Re: Transliterating ancient scripts [was: ASCII and Unicode lifespan]

From: Gregg Reynolds (
Date: Mon May 23 2005 - 16:23:30 CDT

  • Next message: Hans Aberg: "Re: ASCII and Unicode lifespan"

    Dean Snyder wrote:
    > Tom Emerson wrote at 10:07 AM on Monday, May 23, 2005:
    >>Dean Snyder writes:
    >>>Transliteration is lossy.
    >>Not necessarily.
    > Buckwalter's transliteration of Arabic <
    > transliteration.htm> is, as are all transliterations, lossy. You cannot
    > tell, for example, from this transliteration that Arabic r & z are
    > differentiated only by a tiny dot. THAT is pertinent information in many
    > contexts.

    Huh? Latin "r" denotes the Arabic letter called راء and Latin "z"
    denotes the letter called زين; where's the confusion? Can you tell that
    difference from the integers x0631 and x0632?

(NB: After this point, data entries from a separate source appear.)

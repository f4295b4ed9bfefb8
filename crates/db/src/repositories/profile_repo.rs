//! Repository for the `student_profiles` table.

use sqlx::PgPool;
use studyhub_core::roles::ROLE_STUDENT;
use studyhub_core::types::DbId;

use crate::models::profile::{StudentProfile, UpsertProfile};

/// Column list for `student_profiles` queries.
const COLUMNS: &str =
    "user_id, display_name, department, course, role, created_at, updated_at";

/// Provides read and upsert operations for student profiles.
pub struct ProfileRepo;

impl ProfileRepo {
    /// Find a profile by user id.
    pub async fn find(pool: &PgPool, user_id: DbId) -> Result<Option<StudentProfile>, sqlx::Error> {
        let query = format!("SELECT {COLUMNS} FROM student_profiles WHERE user_id = $1");
        sqlx::query_as::<_, StudentProfile>(&query)
            .bind(user_id)
            .fetch_optional(pool)
            .await
    }

    /// Create or replace a profile. Role defaults to `student`.
    pub async fn upsert(
        pool: &PgPool,
        user_id: DbId,
        input: &UpsertProfile,
    ) -> Result<StudentProfile, sqlx::Error> {
        let query = format!(
            "INSERT INTO student_profiles (user_id, display_name, department, course, role) \
             VALUES ($1, $2, $3, $4, $5) \
             ON CONFLICT (user_id) DO UPDATE SET \
                 display_name = EXCLUDED.display_name, \
                 department = EXCLUDED.department, \
                 course = EXCLUDED.course, \
                 role = EXCLUDED.role, \
                 updated_at = NOW() \
             RETURNING {COLUMNS}"
        );
        sqlx::query_as::<_, StudentProfile>(&query)
            .bind(user_id)
            .bind(&input.display_name)
            .bind(&input.department)
            .bind(&input.course)
            .bind(input.role.as_deref().unwrap_or(ROLE_STUDENT))
            .fetch_one(pool)
            .await
    }

    /// Every profile, ordered by user id.
    pub async fn list_all(pool: &PgPool) -> Result<Vec<StudentProfile>, sqlx::Error> {
        let query = format!("SELECT {COLUMNS} FROM student_profiles ORDER BY user_id");
        sqlx::query_as::<_, StudentProfile>(&query)
            .fetch_all(pool)
            .await
    }
}
//! Student profile model and DTOs.

use serde::{Deserialize, Serialize};
use sqlx::FromRow;
use studyhub_core::types::{DbId, Timestamp};

/// A row from the `student_profiles` table.
#[derive(Debug, Clone, FromRow, Serialize)]
pub struct StudentProfile {
    pub user_id: DbId,
    pub display_name: String,
    pub department: Option<String>,
    pub course: Option<String>,
    pub role: String,
    pub created_at: Timestamp,
    pub updated_at: Timestamp,
}

/// DTO for creating or replacing a profile.
#[derive(Debug, Clone, Deserialize)]
pub struct UpsertProfile {
    pub display_name: String,
    pub department: Option<String>,
    pub course: Option<String>,
    pub role: Option<String>,
}
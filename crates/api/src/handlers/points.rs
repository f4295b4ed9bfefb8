//! Handler for stateless point calculation.

use axum::response::IntoResponse;
use axum::Json;
use studyhub_core::actions::UserAction;
use studyhub_core::points::calculate_points;

use crate::error::AppResult;
use crate::middleware::rbac::RequireAuth;
use crate::response::DataResponse;

/// POST /api/v1/points/calculate
///
/// Classify an action without recording it. The body is a bare action
/// object, e.g. `{"type": "upload_resource", "resource_id": 1, "resource_type": "notes"}`.
pub async fn calculate(
    RequireAuth(_user): RequireAuth,
    Json(body): Json<serde_json::Value>,
) -> AppResult<impl IntoResponse> {
    let action = UserAction::from_json(body)?;
    let classification = calculate_points(&action)?;
    Ok(Json(DataResponse {
        data: classification,
    }))
}
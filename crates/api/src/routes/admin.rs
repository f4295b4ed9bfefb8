//! Route definitions for admin-only endpoints.

use axum::routing::get;
use axum::Router;

use crate::handlers::analytics;
use crate::state::AppState;

/// Routes mounted at `/admin`.
///
/// ```text
/// GET    /analytics       -> get_analytics
/// ```
pub fn router() -> Router<AppState> {
    Router::new().route("/analytics", get(analytics::get_analytics))
}
use std::sync::Arc;

use crate::config::ServerConfig;
use crate::leaderboard_cache::LeaderboardCache;

/// Shared application state available to all Axum handlers via `State<AppState>`.
///
/// Cheaply cloneable (inner data is behind `Arc` or is already `Clone`).
#[derive(Clone)]
pub struct AppState {
    /// Database connection pool.
    pub pool: studyhub_db::DbPool,
    /// Server configuration.
    pub config: Arc<ServerConfig>,
    /// Ranked leaderboards, invalidated on every ledger write.
    pub leaderboard_cache: Arc<LeaderboardCache>,
}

    An example of a bigger problem (or a more solid one anyway) is that
    Buckwalter's scheme doesn't have any way of indicating that the hamza
    should fall beneath the ya as sometimes happens. It has other similar
    problems in representing traditionally written text. But then again, so
    does Unicode (which after all is itself a transliteration from
    letterforms to numbers). In fact I think calling mathematical models of
    written languages "transliterations" is a bit misleading, since we're
    ultimately talking about numbers. A (computational) transliteration is
    an encoding design by another name; its degree of lossiness depends
    entirely on how well designed it is.

    At least in the case of Arabic, it's possible to design an encoding
    (call it a transliteration if you'd like) that loses no information
    going from page to computer. I made one using Latin-1 a few years ago
    and was able to encode Quranic text accurately. In fact, I was able to
    encode lots more information than just that - for example, the
    distinction between radicals and non-radicals, the deep-spelling of
    words (e.g. omission of a radical), etc. Which just goes to show that
    in encoding (=transliteration) design it's just a question of how much
    info you want to capture - there's no unavoidable lossiness that I can see.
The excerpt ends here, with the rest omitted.